Derginin Tüstav’da rastlanılan son sayısı, yirminci sayıda Hülya Pekcan, kadınların siyasetteki rolünden bahsettiği bir yazı kaleme alır. Pekcan öncelikle 1890’larda Almanya’daki işçi hareketinden, Almanya’da Clara Zetkin’in yönetiminde çıkarılan Eşitlik dergisinden bahseder. Anadolu’da ise Kuva-yı Milliye’yi destekleyen, 1919’da Sivas’ta kurulan Anadolu Kadınları Müdafaa-i Vatan Cemiyeti’ni hatırlatır. Almanya’da yirmi beş yıldır Türkçe öğretmeni olan Kemal Yalçın’ın Der Spiegel’deki “Almanyada’da Türkçe Eğitimi ve Türkçe Öğretmeni” başlıklı yazısından bir derleme okura sunulur. Nesrin Görsev, Yunan asıllı opera sanatçısı Maria Callas’ın (1923-1977) biyografisine yer verirken, Ayşen Ertan “Bir Kitap” köşesinde Mina Urgan’ın Bir Dinozorun Hatıraları kitabının tanıtımını yapar.

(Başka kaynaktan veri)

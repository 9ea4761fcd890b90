//! Template functions (global functions available in templates)

use minijinja::value::Rest;
use minijinja::{Error, ErrorKind, Value};

/// Fail with a custom error message
///
/// Usage: {{ fail("unsupported configuration") }}
pub fn fail(message: String) -> Result<Value, Error> {
    Err(Error::new(ErrorKind::InvalidOperation, message))
}

/// First argument that is neither undefined, none nor empty string
///
/// Usage: {{ coalesce(values.nameOverride, release.name) }}
pub fn coalesce(args: Rest<Value>) -> Value {
    for value in args.0.iter() {
        if value.is_undefined() || value.is_none() {
            continue;
        }
        if value.as_str().is_some_and(str::is_empty) {
            continue;
        }
        return value.clone();
    }
    Value::UNDEFINED
}

/// Pick between two values based on a condition
///
/// Usage: {{ ternary("on", "off", values.enabled) }}
pub fn ternary(true_val: Value, false_val: Value, condition: Value) -> Value {
    if condition.is_true() { true_val } else { false_val }
}

/// Current UTC time as RFC 3339
///
/// Usage: {{ now() }}
pub fn now() -> String {
    chrono::Utc::now().to_rfc3339()
}

/// Minimal printf supporting %s, %d, %f, %v and %%
///
/// Usage: {{ printf("%s-%s", chart.name, release.name) }}
pub fn printf(format: String, args: Rest<Value>) -> Result<String, Error> {
    let mut out = String::with_capacity(format.len());
    let mut remaining = args.0.iter();
    let mut chars = format.chars();

    while let Some(c) = chars.next() {
        if c != '%' {
            out.push(c);
            continue;
        }

        let spec = chars.next().ok_or_else(|| {
            Error::new(ErrorKind::InvalidOperation, "printf: dangling % at end of format")
        })?;

        if spec == '%' {
            out.push('%');
            continue;
        }

        let arg = remaining.next().ok_or_else(|| {
            Error::new(
                ErrorKind::InvalidOperation,
                format!("printf: missing argument for %{}", spec),
            )
        })?;

        match spec {
            's' | 'v' => match arg.as_str() {
                Some(s) => out.push_str(s),
                None => out.push_str(&arg.to_string()),
            },
            'd' => {
                let n = i64::try_from(arg.clone()).map_err(|_| {
                    Error::new(
                        ErrorKind::InvalidOperation,
                        format!("printf: %d expects an integer, got {}", arg),
                    )
                })?;
                out.push_str(&n.to_string());
            }
            'f' => {
                let n = f64::try_from(arg.clone()).map_err(|_| {
                    Error::new(
                        ErrorKind::InvalidOperation,
                        format!("printf: %f expects a number, got {}", arg),
                    )
                })?;
                out.push_str(&n.to_string());
            }
            other => {
                return Err(Error::new(
                    ErrorKind::InvalidOperation,
                    format!("printf: unsupported verb %{}", other),
                ));
            }
        }
    }

    Ok(out)
}

#[cfg(test)]
mod tests {
    use super::*;

    #[test]
    fn test_fail() {
        let err = fail("boom".to_string()).unwrap_err();
        assert!(err.to_string().contains("boom"));
    }

    #[test]
    fn test_coalesce() {
        let result = coalesce(Rest(vec![
            Value::UNDEFINED,
            Value::from(""),
            Value::from("fallback"),
        ]));
        assert_eq!(result.as_str(), Some("fallback"));

        assert!(coalesce(Rest(vec![Value::UNDEFINED])).is_undefined());
    }

    #[test]
    fn test_ternary() {
        assert_eq!(
            ternary(Value::from("on"), Value::from("off"), Value::from(true)).as_str(),
            Some("on")
        );
        assert_eq!(
            ternary(Value::from("on"), Value::from("off"), Value::from(false)).as_str(),
            Some("off")
        );
    }

    #[test]
    fn test_printf() {
        let out = printf(
            "%s-%s".to_string(),
            Rest(vec![Value::from("chart"), Value::from("release")]),
        )
        .unwrap();
        assert_eq!(out, "chart-release");

        let out = printf(
            "replicas: %d (%v)".to_string(),
            Rest(vec![Value::from(3), Value::from(true)]),
        )
        .unwrap();
        assert_eq!(out, "replicas: 3 (true)");

        let out = printf("100%%".to_string(), Rest(vec![])).unwrap();
        assert_eq!(out, "100%");
    }

    #[test]
    fn test_printf_missing_argument() {
        assert!(printf("%s".to_string(), Rest(vec![])).is_err());
        assert!(printf("%q".to_string(), Rest(vec![Value::from("x")])).is_err());
    }
}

Nilgün Zengin, Gelsenkirchen’de 23 Ekim 1998’de Berlin Tiyatrom’un sahneye sunduğu “İstanbul Müzikali”nin seyirci tarafından nasıl büyük ilgiyle karşılandığını anlatır. Ayşen Ertan bir diğer yazısında Londra’yı tanıtırken Zuhal Özügül, The Truman Show filmi üzerine bir inceleme yazar. “Bir Kadın Yazarımız” köşesinde ise bu sefer Adalet Ağaoğlu’nun biyografisine ve edebiyat hayatına yer verilmiştir.

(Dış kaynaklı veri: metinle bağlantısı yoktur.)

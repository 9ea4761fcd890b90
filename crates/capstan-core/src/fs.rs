//! Virtual filesystem boundary for chart loading
//!
//! A chart can live anywhere: on disk, embedded in a binary, or built up in
//! memory by a test. `ChartFs` is the read-only boundary the loader walks.
//! Chart files must sit at the root of the filesystem (`Chart.yaml`,
//! `values.yaml`, `templates/...`).

use std::collections::BTreeMap;
use std::path::{Path, PathBuf};

use crate::error::{CoreError, Result};

/// Kind of a filesystem entry
#[derive(Debug, Clone, Copy, PartialEq, Eq)]
pub enum EntryKind {
    File,
    Dir,
    Symlink,
}

/// One entry reported by a filesystem walk
#[derive(Debug, Clone)]
pub struct FsEntry {
    /// Path relative to the filesystem root
    pub path: String,
    pub kind: EntryKind,
}

/// Read-only hierarchical file store
///
/// Implementations report every entry under the root (recursively, in a
/// deterministic order) and read full file contents by relative path.
pub trait ChartFs {
    /// Enumerate all entries under the root.
    fn entries(&self) -> Result<Vec<FsEntry>>;

    /// Read the full content of the file at `path`.
    fn read(&self, path: &str) -> Result<Vec<u8>>;
}

/// Disk-backed chart filesystem rooted at a directory
#[derive(Debug, Clone)]
pub struct DirFs {
    root: PathBuf,
}

impl DirFs {
    pub fn new(root: impl AsRef<Path>) -> Self {
        Self {
            root: root.as_ref().to_path_buf(),
        }
    }

    fn relative(&self, path: &Path) -> String {
        path.strip_prefix(&self.root)
            .unwrap_or(path)
            .to_string_lossy()
            .to_string()
    }
}

impl ChartFs for DirFs {
    fn entries(&self) -> Result<Vec<FsEntry>> {
        let mut entries = Vec::new();

        for entry in walkdir::WalkDir::new(&self.root)
            .min_depth(1)
            .follow_links(false)
            .sort_by_file_name()
        {
            let entry = entry.map_err(|e| CoreError::FileAccess {
                path: self.root.display().to_string(),
                message: format!("walk failed: {}", e),
            })?;

            let kind = if entry.path_is_symlink() {
                EntryKind::Symlink
            } else if entry.file_type().is_dir() {
                EntryKind::Dir
            } else {
                EntryKind::File
            };

            entries.push(FsEntry {
                path: self.relative(entry.path()),
                kind,
            });
        }

        Ok(entries)
    }

    fn read(&self, path: &str) -> Result<Vec<u8>> {
        std::fs::read(self.root.join(path)).map_err(|e| CoreError::FileAccess {
            path: path.to_string(),
            message: format!("failed to read file: {}", e),
        })
    }
}

/// In-memory chart filesystem
///
/// The test and embedded-chart counterpart of `DirFs`: files are plain
/// (path, bytes) pairs with no directories or links.
#[derive(Debug, Default, Clone)]
pub struct MemoryFs {
    files: BTreeMap<String, Vec<u8>>,
}

impl MemoryFs {
    /// Create a new empty filesystem
    pub fn new() -> Self {
        Self::default()
    }

    /// Add a file
    pub fn with_file(mut self, path: &str, content: impl Into<Vec<u8>>) -> Self {
        self.files.insert(path.to_string(), content.into());
        self
    }

    /// Add a text file
    pub fn with_text_file(self, path: &str, content: &str) -> Self {
        self.with_file(path, content.as_bytes().to_vec())
    }

    /// Add multiple text files at once
    pub fn with_files(mut self, files: impl IntoIterator<Item = (&'static str, &'static str)>) -> Self {
        for (path, content) in files {
            self.files
                .insert(path.to_string(), content.as_bytes().to_vec());
        }
        self
    }
}

impl ChartFs for MemoryFs {
    fn entries(&self) -> Result<Vec<FsEntry>> {
        Ok(self
            .files
            .keys()
            .map(|path| FsEntry {
                path: path.clone(),
                kind: EntryKind::File,
            })
            .collect())
    }

    fn read(&self, path: &str) -> Result<Vec<u8>> {
        self.files
            .get(path)
            .cloned()
            .ok_or_else(|| CoreError::FileAccess {
                path: path.to_string(),
                message: "file not found".to_string(),
            })
    }
}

Adım, Almanya’da Gelsenkirchen’de bir grup Türk kadınının kendi milletine faydalı olmak amacıyla çıkardığı bir dergi olarak yola başlar. Giderek kendini kanıtlamaya başlayan Adım, Türk kadının Almanya’daki sesi olmayı amaçlar. Özellikle işçi kadınların sesi olmak ister. Kadınları okumaya ve çalışmaya teşvik ederken evrensel değerlerin, kadın haklarının altını çizer. Türklerin sorunlarına çözüm bulmaya, aile içi şiddete engel olmaya, elinden geldiğince halkı kadın sağlığı, cinsellik, politik farkındalık gibi konularda bilgilendirmeye çalışır. Farkındalıklarla yola çıkan Adım’ın yazar kadrosu, gördüğü ilgiyle gittikçe genişler. Türk yazarlar Almanya’ya davet edilir. Radyo programında söyleşiler yapılır. Kadınların kaleme aldığı öykü ve şiirlere yer verilir. Adım, 1990’lı yıllarda, Türk kültür-sanat ve edebiyat dünyasının Almanya’daki takipçisi olur.